*PROBLEM DETAILS*. Please retype the listing below exactly, from its opening line through the line where "pub const AUTH_USER: &str" appears.

### SOURCE DATA

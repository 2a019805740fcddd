//! Persisted client-side key/value storage.
//!
//! The browser backs this with `localStorage`; tests and native tools use
//! [`MemoryStore`].

use crate::error::StorageError;
use serde::Serialize;
use serde::de::DeserializeOwned;
use std::cell::RefCell;
use std::collections::HashMap;
use tracing::debug;

/// Storage keys shared with the deployed web app.
pub mod keys {
    /// Bearer credential.
    pub const AUTH_TOKEN: &str = "authToken";
    /// JSON-encoded signed-in user.
    pub const AUTH_USER: &str = "polaris-auth-user";
    /// `light` or `dark`.
    pub const THEME: &str = "polaris-theme";
    /// JSON array of SKUs handed out by the generator.
    pub const USED_SKUS: &str = "USED_SIMPLE_SKUS";
}

pub trait KeyValueStore {
    fn get(&self, key: &str) -> Option<String>;
    fn set(&self, key: &str, value: &str) -> Result<(), StorageError>;
    fn remove(&self, key: &str) -> Result<(), StorageError>;
}

#[derive(Debug, Default)]
pub struct MemoryStore {
    entries: RefCell<HashMap<String, String>>,
}

impl MemoryStore {
    pub fn new() -> Self {
        Self::default()
    }

    pub fn with_entries<I, K, V>(entries: I) -> Self
    where
        I: IntoIterator<Item = (K, V)>,
        K: Into<String>,
        V: Into<String>,
    {
        let entries = entries
            .into_iter()
            .map(|(k, v)| (k.into(), v.into()))
            .collect();
        Self {
            entries: RefCell::new(entries),
        }
    }

    pub fn contains(&self, key: &str) -> bool {
        self.entries.borrow().contains_key(key)
    }
}

impl KeyValueStore for MemoryStore {
    fn get(&self, key: &str) -> Option<String> {
        self.entries.borrow().get(key).cloned()
    }

    fn set(&self, key: &str, value: &str) -> Result<(), StorageError> {
        self.entries
            .borrow_mut()
            .insert(key.to_string(), value.to_string());
        Ok(())
    }

    fn remove(&self, key: &str) -> Result<(), StorageError> {
        self.entries.borrow_mut().remove(key);
        Ok(())
    }
}

/// Read and decode a JSON value. Missing or malformed entries read as `None`.
pub fn read_json<T: DeserializeOwned>(store: &dyn KeyValueStore, key: &str) -> Option<T> {
    let raw = store.get(key)?;
    match serde_json::from_str(&raw) {
        Ok(value) => Some(value),
        Err(e) => {
            debug!("Ignoring malformed stored value under {}: {}", key, e);
            None
        }
    }
}

pub fn write_json<T: Serialize + ?Sized>(
    store: &dyn KeyValueStore,
    key: &str,
    value: &T,
) -> Result<(), StorageError> {
    let encoded = serde_json::to_string(value)?;
    store.set(key, &encoded)
}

######

*EXERCISE RESPONSE*.
repository 2a019805740fcddd
//! Persisted client-side key/value storage.
//!
//! The browser backs this with `localStorage`; tests and native tools use
//! [`MemoryStore`].

use crate::error::StorageError;
use serde::Serialize;
use serde::de::DeserializeOwned;
use std::cell::RefCell;
use std::collections::HashMap;
use tracing::debug;

/// Storage keys shared with the deployed web app.
pub mod keys {
    /// Bearer credential.
    pub const AUTH_TOKEN: &str = "authToken";
    /// JSON-encoded signed-in user.
    pub const AUTH_USER: &str = "polaris-auth-user";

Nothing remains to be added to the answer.